At 16 weeks of gestation on 17th August 2020, she was tested for COVID-19 as one of the primary contacts of Mini Dry Port (MDP) loaders who tested positive. Her reverse transcriptase-polymerase chain reaction (RT-PCR) test was confirmed positive. She was admitted to Royal Institute for Governance and Strategic Studies (RIGSS) isolation hospital on 18th August 2020. She was asymptomatic on admission; her vital parameters were unremarkable. Her chest x-ray showed the normal study. Vitamin supplementations were continued during her pregnancy.
She was followed up daily for signs and symptoms of COVID-19 and obstetrical complications. Repeat RT-PCR was done as per the testing protocol of the country. On day-7 of isolation, she developed a mild fever with shortness of breath and a loss of smell. Vital signs got slightly deranged; Temperature 40-degree Celsius, respiratory rate 28 breaths/min, SpO2 dropped to 94%, pulse rate 96 beats/min, and BP slightly raised (Figure 1). Oxygen was administered by face mask at 6-8 L/min and conservatively managed. After 4-6 hours of oxygenation, all the vital signs were restored to normal and her symptom of shortness of breath subsided. From day-8 onward the patient was clinically stable and biochemically normal.
On day-35 RT-PCR test for COVID-19 was negative and confirmed on day-36 with a repeat RT-PCR. The patient was shifted to the de-isolation facility on day-37 and kept for two weeks. The repeat RT-PCR was performed at the end of de-isolation and sent for home quarantine for another week and kept under COVID-19 surveillance by the ministry of health, Bhutan.
From 24 weeks of gestation, she was followed up at the Maternal and Child Health (MCH) care unit, Phuentsholing hospital. She had made six antenatal visits. Her pregnancy was uneventful until 36 weeks of gestation where she was diagnosed to have polyhydramnios with an Amniotic Fluid Index (AFI) of 29 cm (Figure 2).

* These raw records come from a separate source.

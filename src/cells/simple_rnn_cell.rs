//! Fully-connected recurrent cell.

use burn::config::Config;
use burn::module::{Ignored, Module, Param};
use burn::nn::Initializer;
use burn::tensor::backend::Backend;
use burn::tensor::Tensor;

use super::{CellState, RecurrentCell, StateSize};
use crate::activation::Activation;

/// Configuration for [`SimpleRnnCell`].
#[derive(Config, Debug)]
pub struct SimpleRnnCellConfig {
    /// Width of the input feature vector.
    pub input_size: usize,
    /// Number of units, which is both the output and the state width.
    pub units: usize,
    #[config(default = "Activation::Tanh")]
    pub activation: Activation,
    #[config(default = true)]
    pub use_bias: bool,
    #[config(default = "Initializer::XavierUniform{gain:1.0}")]
    pub kernel_initializer: Initializer,
    #[config(default = "Initializer::XavierUniform{gain:1.0}")]
    pub recurrent_initializer: Initializer,
    #[config(default = "Initializer::Zeros")]
    pub bias_initializer: Initializer,
}

impl SimpleRnnCellConfig {
    pub fn init<B: Backend>(&self, device: &B::Device) -> SimpleRnnCell<B> {
        let kernel = self.kernel_initializer.init_with(
            [self.input_size, self.units],
            Some(self.input_size),
            Some(self.units),
            device,
        );
        let recurrent_kernel = self.recurrent_initializer.init_with(
            [self.units, self.units],
            Some(self.units),
            Some(self.units),
            device,
        );
        let bias = self
            .use_bias
            .then(|| self.bias_initializer.init([self.units], device));

        SimpleRnnCell {
            input_size: self.input_size,
            units: self.units,
            activation: Ignored(self.activation),
            kernel,
            recurrent_kernel,
            bias,
        }
    }
}

/// Single-state cell computing `h' = act(x·K + h·R + b)`.
///
/// The output and the new state are the same tensor.
#[derive(Module, Debug)]
pub struct SimpleRnnCell<B: Backend> {
    input_size: usize,
    units: usize,
    activation: Ignored<Activation>,
    /// `[input_size, units]`
    kernel: Param<Tensor<B, 2>>,
    /// `[units, units]`
    recurrent_kernel: Param<Tensor<B, 2>>,
    bias: Option<Param<Tensor<B, 1>>>,
}

impl<B: Backend> SimpleRnnCell<B> {
    /// Create a tanh cell with default initializers.
    ///
    /// # Arguments
    /// * `input_size` - Size of the input features
    /// * `units` - Size of the output and of the hidden state
    /// * `device` - Device to create the module on
    ///
    /// # Returns
    /// A new SimpleRnnCell with Xavier-initialized kernels and a zero bias
    pub fn new(input_size: usize, units: usize, device: &B::Device) -> Self {
        SimpleRnnCellConfig::new(input_size, units).init(device)
    }

    pub fn units(&self) -> usize {
        self.units
    }

    pub fn activation(&self) -> Activation {
        self.activation.0
    }
}

impl<B: Backend> RecurrentCell<B> for SimpleRnnCell<B> {
    fn input_size(&self) -> usize {
        self.input_size
    }

    fn output_size(&self) -> usize {
        self.units
    }

    fn state_size(&self) -> StateSize {
        StateSize::Single(self.units)
    }

    fn step(&self, input: Tensor<B, 2>, state: CellState<B>) -> (Tensor<B, 2>, CellState<B>) {
        let [batch_size, _] = input.dims();
        let device = input.device();
        let prev = state
            .into_primary()
            .unwrap_or_else(|| Tensor::zeros([batch_size, self.units], &device));

        let mut z = input.matmul(self.kernel.val()) + prev.matmul(self.recurrent_kernel.val());
        if let Some(bias) = &self.bias {
            z = z + bias.val().unsqueeze::<2>();
        }
        let output = self.activation.0.apply(z);

        (output.clone(), CellState::Single(output))
    }
}
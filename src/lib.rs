//! # cellstack - stacked recurrent cells on Burn
//!
//! Recurrent building blocks for the Burn framework, centered on running a stack
//! of recurrent cells over a sequence as if they were one cell.
//!
//! ## Features
//!
//! - **StackedRnn**: cascades a list of cells at every timestep, with optional
//!   sequence outputs, returned states, stateful carry-over, reversed
//!   processing and masking
//! - **Cells**: SimpleRNN, GRU and LSTM, plus a [`cells::RecurrentCell`] trait
//!   for custom cells with one or several state tensors
//! - **Cropping2D**: spatial cropping for channels-last and channels-first images
//! - **Adadelta**: optimizer with gradient clipping and decoupled weight decay
//!
//! ## Quick Start
//!
//! ```ignore
//! use cellstack::prelude::*;
//!
//! let mut rnn = StackedRnn::<Backend>::new(RnnConfig::new().with_return_sequences(true))
//!     .with_cell(SimpleRnnCell::new(4, 8, &device))
//!     .with_cell(LstmCell::new(8, 2, &device));
//!
//! // input: [batch, timesteps, features]
//! let out = rnn.forward(input, None, None)?;
//! let sequence = out.output.into_sequence(); // [batch, timesteps, 2]
//! ```
//!
//! The backend is chosen by the caller through the `B: Backend` type parameter;
//! nothing in this crate depends on a concrete backend.

pub mod activation;
pub mod cells;
pub mod error;
pub mod layers;
pub mod optim;
pub mod rnn;

pub use error::{NnError, Result};

pub mod prelude {
    pub use crate::activation::{Activation, LeCun};
    pub use crate::cells::{
        CellState, GruCell, GruCellConfig, LstmCell, LstmCellConfig, RecurrentCell, SimpleRnnCell,
        SimpleRnnCellConfig, StateSize,
    };
    pub use crate::error::{NnError, Result};
    pub use crate::layers::{Cropping2D, Cropping2DConfig, DataFormat};
    pub use crate::optim::{
        Adadelta, AdadeltaConfig, GradientClipping, GradientPair, Optimizer, Trainable, Variable,
    };
    pub use crate::rnn::{RnnConfig, RnnForward, RnnOutput, StackedRnn, StateBundle};
}
//! Optimizers updating [`Variable`]s from gradients.
//!
//! Gradients come from outside (typically burn's autodiff backend); an optimizer
//! only applies its update rule. Every step runs in the same order:
//!
//! 1. gradients are checked against their variables' shapes,
//! 2. gradients are clipped ([`GradientClipping`]),
//! 3. weight decay shrinks the variables not excluded from it,
//! 4. the optimizer-specific update is applied.
//!
//! # Example
//!
//! ```ignore
//! use cellstack::optim::{AdadeltaConfig, Optimizer, Variable};
//!
//! let mut optimizer = AdadeltaConfig::new().with_learning_rate(1.0).init::<Backend>()?;
//! let mut weights = Variable::new("kernel", weights_tensor);
//!
//! optimizer.apply_gradients(vec![(gradient, &mut weights)])?;
//!
//! // Variables of different ranks go through one call as `GradientPair`s.
//! optimizer.apply_gradients([
//!     GradientPair::new(kernel_grad, &mut kernel),
//!     GradientPair::new(bias_grad, &mut bias),
//! ])?;
//! ```

pub mod adadelta;
pub mod clipping;
pub mod variable;

pub use adadelta::{Adadelta, AdadeltaConfig};
pub use clipping::GradientClipping;
pub use variable::{Trainable, Variable};

use burn::tensor::backend::Backend;
use burn::tensor::Tensor;

use crate::error::Result;

/// A gradient bound to the variable it updates, with the rank erased.
///
/// Built from a `(gradient, &mut variable)` tuple or with [`GradientPair::new`].
/// The gradient keeps its original shape so mismatches can be reported.
pub struct GradientPair<'a, B: Backend> {
    gradient: Tensor<B, 1>,
    shape: Vec<usize>,
    variable: &'a mut dyn Trainable<B>,
}

impl<'a, B: Backend> GradientPair<'a, B> {
    pub fn new<const D: usize>(gradient: Tensor<B, D>, variable: &'a mut Variable<B, D>) -> Self {
        let shape = gradient.dims().to_vec();
        let num_elements = shape.iter().product::<usize>();
        Self {
            gradient: gradient.reshape([num_elements]),
            shape,
            variable,
        }
    }

    /// Shape of the gradient as it was given.
    pub fn shape(&self) -> &[usize] {
        &self.shape
    }

    pub fn variable(&self) -> &dyn Trainable<B> {
        &*self.variable
    }

    pub fn into_parts(self) -> (Tensor<B, 1>, &'a mut dyn Trainable<B>) {
        (self.gradient, self.variable)
    }
}

impl<'a, B: Backend, const D: usize> From<(Tensor<B, D>, &'a mut Variable<B, D>)>
    for GradientPair<'a, B>
{
    fn from((gradient, variable): (Tensor<B, D>, &'a mut Variable<B, D>)) -> Self {
        Self::new(gradient, variable)
    }
}

/// Core trait for optimizers.
pub trait Optimizer<B: Backend> {
    /// Apply one update step to each `(gradient, variable)` pair.
    ///
    /// Pairs may mix variable ranks. Fails without touching any variable if a
    /// gradient's shape differs from its variable's.
    fn apply_gradients<'a, I>(&mut self, grads_and_vars: I) -> Result<()>
    where
        I: IntoIterator,
        I::Item: Into<GradientPair<'a, B>>;

    fn learning_rate(&self) -> f64;

    fn set_learning_rate(&mut self, learning_rate: f64);

    /// Number of steps applied so far.
    fn iterations(&self) -> u64;
}
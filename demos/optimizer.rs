//! Adadelta example
//!
//! Minimizes `sum((x - target)^2)` with hand-computed gradients, once plain and
//! once with weight decay and gradient clipping.

use burn::backend::NdArray;
use burn::tensor::Tensor;
use cellstack::optim::{AdadeltaConfig, Optimizer, Variable};
use cellstack::Result;
use tracing_subscriber::{fmt, EnvFilter};

type Backend = NdArray<f32>;

fn loss(x: &Tensor<Backend, 1>, target: &Tensor<Backend, 1>) -> f32 {
    (x.clone() - target.clone()).powf_scalar(2.0).sum().into_scalar()
}

fn train(config: AdadeltaConfig, steps: usize) -> Result<()> {
    let device = Default::default();
    let target = Tensor::<Backend, 1>::from_floats([3.0, -2.0, 0.5, 1.0], &device);
    let mut x = Variable::new("x", Tensor::<Backend, 1>::zeros([4], &device));
    let mut optimizer = config.init::<Backend>()?;

    for step in 0..steps {
        let gradient = (x.value().clone() - target.clone()) * 2.0;
        optimizer.apply_gradients(vec![(gradient, &mut x)])?;
        if step % (steps / 5).max(1) == 0 {
            println!("  step {step:>4}: loss {:.5}", loss(x.value(), &target));
        }
    }
    println!("  final loss {:.5} after {} iterations", loss(x.value(), &target), optimizer.iterations());
    Ok(())
}

fn main() -> Result<()> {
    fmt().with_env_filter(EnvFilter::from_default_env()).init();
    println!("=== Adadelta Example ===\n");

    println!("Plain Adadelta (lr = 1.0)");
    train(AdadeltaConfig::new().with_learning_rate(1.0), 500)?;
    println!();

    println!("With weight decay and global norm clipping");
    train(
        AdadeltaConfig::new()
            .with_learning_rate(1.0)
            .with_weight_decay(Some(0.01))
            .with_global_clipnorm(Some(1.0)),
        500,
    )?;

    Ok(())
}
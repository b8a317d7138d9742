//! Cropping2D example

use burn::backend::NdArray;
use burn::tensor::{Distribution, Tensor};
use cellstack::layers::{Cropping2D, Cropping2DConfig, DataFormat};
use cellstack::Result;

type Backend = NdArray<f32>;

fn main() -> Result<()> {
    println!("=== Cropping2D Example ===\n");
    let device = Default::default();

    // channels last: [batch, height, width, channels]
    let images = Tensor::<Backend, 4>::random([3, 7, 9, 5], Distribution::Default, &device);
    let layer = Cropping2D::new(((1usize, 2usize), (3usize, 4usize)), DataFormat::ChannelsLast)?;
    println!("  {:?} -> {:?}", images.dims(), layer.forward(images)?.dims());

    // parsed from a layer config, channels first: [batch, channels, height, width]
    let config = Cropping2DConfig::from_json(r#"{"cropping": [2, 1], "data_format": "channels_first"}"#)?;
    let layer = config.init()?;
    let images = Tensor::<Backend, 4>::random([3, 5, 7, 9], Distribution::Default, &device);
    println!("  {:?} -> {:?}", images.dims(), layer.forward(images)?.dims());

    // a spatial dimension of unknown size passes through
    println!(
        "  dynamic width: {:?}",
        layer.compute_output_shape([Some(1), Some(5), Some(7), None])?
    );

    // cropping more than the input holds is an error
    let too_much = Cropping2D::new(((3usize, 6usize), (0usize, 0usize)), DataFormat::ChannelsLast)?;
    if let Err(err) = too_much.forward(Tensor::<Backend, 4>::zeros([3, 7, 9, 5], &device)) {
        println!("  rejected: {err}");
    }

    Ok(())
}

The patient was evaluated for the cause of polyhydramnios: Oral glucose tolerance test with 75g glucose done, FBS 5.0 mmol/L and 2 hours after glucose 7.5 mmol/L; Viral markers all negative; detailed anatomical scan showed no significant fetal anomalies seen. Pregnancy was terminated at 39 weeks of gestation by cesarean section for failed induction. A live healthy female baby weighing 3550g was delivered with the Apgar score of 8 in 1 minute and 10 in 5 minutes. At birth no gross anomaly or birth defects were present. After 48-hours of delivery, an ultrasound scan of the newborn was done and ruled out gastrointestinal tract anomalies. The baby was feeding well and perfectly normal.